The task = If a line in the records below contains the word "format", copy it out.

----- Records supplied -----

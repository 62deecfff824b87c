//! Campaign CRUD.

use serde::{Deserialize, Serialize};

use super::{decode, decode_list};
use crate::client::error::ClientError;
use crate::client::ApiClient;

#[derive(Debug, Clone, Serialize, Deserialize)]
#[serde(rename_all = "camelCase")]
pub struct Campaign {
    #[serde(rename = "_id")]
    pub id: String,
    pub name: String,
    pub slug: String,
    #[serde(default)]
    pub image_url: Option<String>,
}

#[derive(Debug, Clone, Default, Serialize)]
#[serde(rename_all = "camelCase")]
pub struct CampaignInput {
    pub name: String,
    pub slug: String,
    pub image_url: Option<String>,
}

impl From<&Campaign> for CampaignInput {
    fn from(campaign: &Campaign) -> Self {
        Self {
            name: campaign.name.clone(),
            slug: campaign.slug.clone(),
            image_url: campaign.image_url.clone(),
        }
    }
}

pub async fn list(client: &ApiClient) -> Result<Vec<Campaign>, ClientError> {
    decode_list(client.get_json("/campaigns/getAllCampaigns").await?)
}

pub async fn get_by_slug(client: &ApiClient, slug: &str) -> Result<Campaign, ClientError> {
    decode(
        client
            .get_json(&format!("/campaigns/getCampaignBySlug/{slug}"))
            .await?,
    )
}

pub async fn get(client: &ApiClient, id: &str) -> Result<Campaign, ClientError> {
    list(client)
        .await?
        .into_iter()
        .find(|c| c.id == id)
        .ok_or_else(|| ClientError::Payload(format!("campaign not found: {id}")))
}

pub async fn create(client: &ApiClient, input: &CampaignInput) -> Result<Campaign, ClientError> {
    decode(client.post_json("/campaigns/createCampaign", input).await?)
}

pub async fn update(
    client: &ApiClient,
    id: &str,
    input: &CampaignInput,
) -> Result<Campaign, ClientError> {
    decode(
        client
            .put_json(&format!("/campaigns/updateCampaign/{id}"), input)
            .await?,
    )
}

pub async fn delete(client: &ApiClient, id: &str) -> Result<(), ClientError> {
    client
        .delete_json(&format!("/campaigns/deleteCampaign/{id}"))
        .await
        .map(|_| ())
}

-----

Written response =
            .get_json(&format!("/campaigns/getCampaignBySlug/{slug}"))
        .ok_or_else(|| ClientError::Payload(format!("campaign not found: {id}")))
            .put_json(&format!("/campaigns/updateCampaign/{id}"), input)
        .delete_json(&format!("/campaigns/deleteCampaign/{id}"))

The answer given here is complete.